Why doesn’t the US want this deal?
China is a geopolitical and economic adversary. Syngenta is a Swiss company, but it has about twenty factories; the majority of its labs and plants are in the US and many are from 11 to 138 km from American military bases. These reasons have blocked other investments.
Are there other reasons?
Some Syngenta manufacturing plants represent ideal targets for terrorism, and are vulnerable to sabotage. For example, the US Department of Homeland Security considers two of the Swiss company’s factories high risk because they could explode. The Chinese chemical industry is not reassuring considering that, in terms of secutrity, it’s embarrassing. In China, ChemChina has had a series of problems due to accidents that occurred in its factories.
Even the agricultural lobby asked CFIUS to block the acquisition.

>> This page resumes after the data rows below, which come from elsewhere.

//! Animation scheduler
//!
//! Owns all live animations and steps them once per frame. Animations are
//! implicitly registered when created through the wrapper types:
//! - [`AnimatedValue`] - spring-driven values (offsets, scales, highlights)
//! - [`TimedValue`] - duration-driven ramps (the acceleration clock and
//!   interval decay)
//!
//! The host drives the scheduler: call [`AnimationScheduler::advance`] with
//! an explicit delta for deterministic stepping (tests, fixed-rate hosts) or
//! [`AnimationScheduler::tick`] to derive the delta from wall-clock time.
//! Gesture handling runs on the same thread, so a new gesture event can
//! retarget any animation between frames without coordination.

use crate::spring::{Spring, SpringConfig};
use crate::timing::{Easing, TimedAnimation};
use slotmap::{new_key_type, SlotMap};
use std::sync::{Arc, Mutex, Weak};
use std::time::Instant;

new_key_type! {
    /// Handle to a registered spring animation
    pub struct SpringId;
    /// Handle to a registered timed ramp
    pub struct RampId;
}

/// Internal state of the animation scheduler
struct SchedulerInner {
    springs: SlotMap<SpringId, Spring>,
    ramps: SlotMap<RampId, TimedAnimation>,
    last_frame: Instant,
}

/// The animation scheduler that steps all active animations
///
/// Held by the surface and shared with widgets via [`SchedulerHandle`].
pub struct AnimationScheduler {
    inner: Arc<Mutex<SchedulerInner>>,
}

impl AnimationScheduler {
    pub fn new() -> Self {
        Self {
            inner: Arc::new(Mutex::new(SchedulerInner {
                springs: SlotMap::with_key(),
                ramps: SlotMap::with_key(),
                last_frame: Instant::now(),
            })),
        }
    }

    /// Get a handle to this scheduler for passing to widgets
    pub fn handle(&self) -> SchedulerHandle {
        SchedulerHandle {
            inner: Arc::downgrade(&self.inner),
        }
    }

    /// Step all animations by an explicit delta (seconds)
    ///
    /// Returns true if any animations are still active.
    pub fn advance(&self, dt: f32) -> bool {
        let mut inner = self.inner.lock().unwrap();
        inner.last_frame = Instant::now();
        Self::step_all(&mut inner, dt)
    }

    /// Step all animations by the wall-clock time since the last frame
    ///
    /// Returns true if any animations are still active.
    pub fn tick(&self) -> bool {
        let mut inner = self.inner.lock().unwrap();
        let now = Instant::now();
        let dt = (now - inner.last_frame).as_secs_f32();
        inner.last_frame = now;
        Self::step_all(&mut inner, dt)
    }

    fn step_all(inner: &mut SchedulerInner, dt: f32) -> bool {
        let dt_ms = dt * 1000.0;

        // Stiff springs need frame-sized integration steps; hosts may hand
        // us much larger deltas after a stall.
        const MAX_SPRING_DT: f32 = 1.0 / 60.0;
        let substeps = (dt / MAX_SPRING_DT).ceil().max(1.0) as usize;
        let sub_dt = dt / substeps as f32;
        for _ in 0..substeps {
            for (_, spring) in inner.springs.iter_mut() {
                spring.step(sub_dt);
            }
        }
        for (_, ramp) in inner.ramps.iter_mut() {
            ramp.tick(dt_ms);
        }

        // Animations stay registered until their wrapper drops, so a
        // settled spring can be retargeted and restarted at any time.
        inner.springs.iter().any(|(_, s)| !s.is_settled())
            || inner.ramps.iter().any(|(_, r)| r.is_playing())
    }

    /// Check if any animations are still active
    pub fn has_active_animations(&self) -> bool {
        let inner = self.inner.lock().unwrap();
        inner.springs.iter().any(|(_, s)| !s.is_settled())
            || inner.ramps.iter().any(|(_, r)| r.is_playing())
    }

    /// Number of registered springs
    pub fn spring_count(&self) -> usize {
        self.inner.lock().unwrap().springs.len()
    }

    /// Number of registered ramps
    pub fn ramp_count(&self) -> usize {
        self.inner.lock().unwrap().ramps.len()
    }
}

impl Default for AnimationScheduler {
    fn default() -> Self {
        Self::new()
    }
}

/// Weak handle to the scheduler
///
/// Widgets hold handles; animations created through a handle whose scheduler
/// has been dropped become inert rather than panicking.
#[derive(Clone)]
pub struct SchedulerHandle {
    inner: Weak<Mutex<SchedulerInner>>,
}

impl SchedulerHandle {
    pub fn register_spring(&self, spring: Spring) -> Option<SpringId> {
        self.inner
            .upgrade()
            .map(|inner| inner.lock().unwrap().springs.insert(spring))
    }

    pub fn with_spring_mut<F, R>(&self, id: SpringId, f: F) -> Option<R>
    where
        F: FnOnce(&mut Spring) -> R,
    {
        self.inner
            .upgrade()
            .and_then(|inner| inner.lock().unwrap().springs.get_mut(id).map(f))
    }

    pub fn get_spring_value(&self, id: SpringId) -> Option<f32> {
        self.inner
            .upgrade()
            .and_then(|inner| inner.lock().unwrap().springs.get(id).map(|s| s.value()))
    }

    pub fn is_spring_settled(&self, id: SpringId) -> bool {
        self.inner
            .upgrade()
            .and_then(|inner| inner.lock().unwrap().springs.get(id).map(|s| s.is_settled()))
            .unwrap_or(true)
    }

    pub fn remove_spring(&self, id: SpringId) {
        if let Some(inner) = self.inner.upgrade() {
            inner.lock().unwrap().springs.remove(id);
        }
    }

    pub fn register_ramp(&self, ramp: TimedAnimation) -> Option<RampId> {
        self.inner
            .upgrade()
            .map(|inner| inner.lock().unwrap().ramps.insert(ramp))
    }

    pub fn with_ramp_mut<F, R>(&self, id: RampId, f: F) -> Option<R>
    where
        F: FnOnce(&mut TimedAnimation) -> R,
    {
        self.inner
            .upgrade()
            .and_then(|inner| inner.lock().unwrap().ramps.get_mut(id).map(f))
    }

    pub fn get_ramp_value(&self, id: RampId) -> Option<f32> {
        self.inner
            .upgrade()
            .and_then(|inner| inner.lock().unwrap().ramps.get(id).map(|r| r.value()))
    }

    pub fn remove_ramp(&self, id: RampId) {
        if let Some(inner) = self.inner.upgrade() {
            inner.lock().unwrap().ramps.remove(id);
        }
    }

    /// Whether the scheduler behind this handle is still alive
    pub fn is_alive(&self) -> bool {
        self.inner.strong_count() > 0
    }
}

// ============================================================================
// Animated Value (spring-driven)
// ============================================================================

/// A spring-animated value
///
/// Changing the target starts (or supersedes) a spring animation toward it;
/// reads return the interpolated in-flight value. The spring registers with
/// the scheduler on first retarget and is removed when the value drops.
#[derive(Clone)]
pub struct AnimatedValue {
    handle: SchedulerHandle,
    spring_id: Option<SpringId>,
    config: SpringConfig,
    /// The last known value when no spring is registered
    current: f32,
    /// The final target we're animating towards
    target: f32,
}

impl AnimatedValue {
    pub fn new(handle: SchedulerHandle, initial: f32, config: SpringConfig) -> Self {
        Self {
            handle,
            spring_id: None,
            config,
            current: initial,
            target: initial,
        }
    }

    /// Swap the spring parameters for this and future animations
    ///
    /// Interactions may retarget the same value with different stiffness
    /// (a tap bounce vs an accelerated-tick bounce), so the config is
    /// mutable.
    pub fn set_config(&mut self, config: SpringConfig) {
        self.config = config;
        if let Some(id) = self.spring_id {
            self.handle.with_spring_mut(id, |s| s.set_config(config));
        }
    }

    /// Set the target value - animates if different from the current value
    pub fn set_target(&mut self, target: f32) {
        self.target = target;

        if let Some(id) = self.spring_id {
            self.handle.with_spring_mut(id, |s| s.set_target(target));
        } else if (target - self.current).abs() > f32::EPSILON {
            self.register(|spring| spring.set_target(target));
        }
    }

    /// Animate through a sequence of targets (a bounce pulse is
    /// `set_target_sequence(&[peak, rest])`)
    pub fn set_target_sequence(&mut self, targets: &[f32]) {
        let Some(last) = targets.last().copied() else {
            return;
        };
        self.target = last;

        if let Some(id) = self.spring_id {
            self.handle
                .with_spring_mut(id, |s| s.set_target_sequence(targets));
        } else {
            let targets = targets.to_vec();
            self.register(move |spring| spring.set_target_sequence(&targets));
        }
    }

    fn register<F: FnOnce(&mut Spring)>(&mut self, init: F) {
        let mut spring = Spring::new(self.config, self.current);
        init(&mut spring);
        self.spring_id = self.handle.register_spring(spring);
    }

    /// Get the current animated value
    pub fn get(&self) -> f32 {
        if let Some(id) = self.spring_id {
            self.handle.get_spring_value(id).unwrap_or(self.target)
        } else {
            self.current
        }
    }

    /// Set the value immediately, discarding any in-flight animation
    pub fn set_immediate(&mut self, value: f32) {
        if let Some(id) = self.spring_id.take() {
            self.handle.remove_spring(id);
        }
        self.current = value;
        self.target = value;
    }

    /// Check if the value is still moving toward its target
    pub fn is_animating(&self) -> bool {
        match self.spring_id {
            Some(id) => !self.handle.is_spring_settled(id),
            None => false,
        }
    }

    pub fn target(&self) -> f32 {
        self.target
    }
}

impl Drop for AnimatedValue {
    fn drop(&mut self) {
        if let Some(id) = self.spring_id {
            self.handle.remove_spring(id);
        }
    }
}

// ============================================================================
// Timed Value (ramp-driven)
// ============================================================================

/// A duration-animated value
///
/// Wraps a [`TimedAnimation`] registered with the scheduler. Unlike
/// [`AnimatedValue`], the ramp is registered up front: the counter polls it
/// every frame (clock completion, interval sampling) whether or not it is
/// currently playing.
pub struct TimedValue {
    handle: SchedulerHandle,
    ramp_id: Option<RampId>,
    /// Start value, reported when the scheduler is gone
    from: f32,
}

impl TimedValue {
    pub fn new(handle: SchedulerHandle, from: f32, to: f32, duration_ms: f32, easing: Easing) -> Self {
        let ramp_id = handle.register_ramp(TimedAnimation::new(from, to, duration_ms, easing));
        Self {
            handle,
            ramp_id,
            from,
        }
    }

    /// Start (or restart) the ramp from the beginning
    pub fn start(&mut self) {
        if let Some(id) = self.ramp_id {
            self.handle.with_ramp_mut(id, |r| r.start());
        }
    }

    /// Restart from the beginning with a new duration
    pub fn restart_with_duration(&mut self, duration_ms: f32) {
        if let Some(id) = self.ramp_id {
            self.handle
                .with_ramp_mut(id, |r| r.restart_with_duration(duration_ms));
        }
    }

    /// Stop and rewind to the start value
    pub fn reset(&mut self) {
        if let Some(id) = self.ramp_id {
            self.handle.with_ramp_mut(id, |r| r.reset());
        }
    }

    /// Current eased value
    pub fn value(&self) -> f32 {
        match self.ramp_id {
            Some(id) => self.handle.get_ramp_value(id).unwrap_or(self.from),
            None => self.from,
        }
    }

    pub fn is_playing(&self) -> bool {
        self.ramp_id
            .and_then(|id| self.handle.with_ramp_mut(id, |r| r.is_playing()))
            .unwrap_or(false)
    }

    /// Whether the ramp has run to completion
    pub fn is_finished(&self) -> bool {
        self.ramp_id
            .and_then(|id| self.handle.with_ramp_mut(id, |r| r.is_finished()))
            .unwrap_or(false)
    }
}

impl Drop for TimedValue {
    fn drop(&mut self) {
        if let Some(id) = self.ramp_id {
            self.handle.remove_ramp(id);
        }
    }
}

#[cfg(test)]
mod tests {
    use super::*;

    #[test]
    fn test_animated_value_reaches_target() {
        let scheduler = AnimationScheduler::new();
        let mut value = AnimatedValue::new(scheduler.handle(), 0.0, SpringConfig::stiff());

        value.set_target(50.0);
        assert!(value.is_animating());

        for _ in 0..600 {
            scheduler.advance(1.0 / 120.0);
        }

        assert!(!value.is_animating());
        assert!((value.get() - 50.0).abs() < 0.01);
    }

    #[test]
    fn test_set_immediate_discards_animation() {
        let scheduler = AnimationScheduler::new();
        let mut value = AnimatedValue::new(scheduler.handle(), 0.0, SpringConfig::stiff());

        value.set_target(50.0);
        value.set_immediate(10.0);

        assert!(!value.is_animating());
        assert_eq!(value.get(), 10.0);
        assert_eq!(scheduler.spring_count(), 0);
    }

    #[test]
    fn test_drop_removes_spring() {
        let scheduler = AnimationScheduler::new();
        {
            let mut value = AnimatedValue::new(scheduler.handle(), 0.0, SpringConfig::stiff());
            value.set_target(1.0);
            assert_eq!(scheduler.spring_count(), 1);
        }
        assert_eq!(scheduler.spring_count(), 0);
    }

    #[test]
    fn test_timed_value_completes() {
        let scheduler = AnimationScheduler::new();
        let mut clock = TimedValue::new(scheduler.handle(), 0.0, 1.0, 500.0, Easing::Linear);

        clock.start();
        assert!(clock.is_playing());

        scheduler.advance(0.25);
        assert!((clock.value() - 0.5).abs() < 1e-3);

        scheduler.advance(0.25);
        assert!(clock.is_finished());
        assert!(!scheduler.has_active_animations());
    }

    #[test]
    fn test_dead_scheduler_is_inert() {
        let handle = {
            let scheduler = AnimationScheduler::new();
            scheduler.handle()
        };
        assert!(!handle.is_alive());

        let mut value = AnimatedValue::new(handle.clone(), 3.0, SpringConfig::stiff());
        value.set_target(10.0);
        assert!(!value.is_animating());
        assert_eq!(value.get(), 3.0);

        let clock = TimedValue::new(handle, 0.0, 1.0, 100.0, Easing::Linear);
        assert_eq!(clock.value(), 0.0);
        assert!(!clock.is_finished());
    }
}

Giving Syngenta to the Chinese means increasing security risks when it comes to food supply chains. But it also means that in buying the Swiss company, China–which already controls a healthy slice of global food production both as a consumer and a producer– would control important percentage of the global production of GMO seeds, and would dominate the entire added value chain in the foodstuffs sector. This would have consequences on food safety in the US, and even more on national security.
For example?
Imagine the problems if the Chinese, huge buyers of American grain, obligated American farmers to use Syngenta seeds. The Americans would be not only beholden to the Chinese market, but also to a Chinese producer that could dictate its terms and exclude the US from the market whenever it wants, something it can’t do today.
Which is to say, China could acquire resources to produce food. So how will it turn out?
I don’t think the American government will say no, but it will impose conditions. A hypothetical scene could see ChemChina lowering its asking price and Syngenta refusing it. Or, Syngenta could be required to sell part or all of its American operations. Especially in this last case, the entire operation would be less appealing to the Chinese. Finally, Syngenta USA could lose access to US government research funds. There are many unknowns.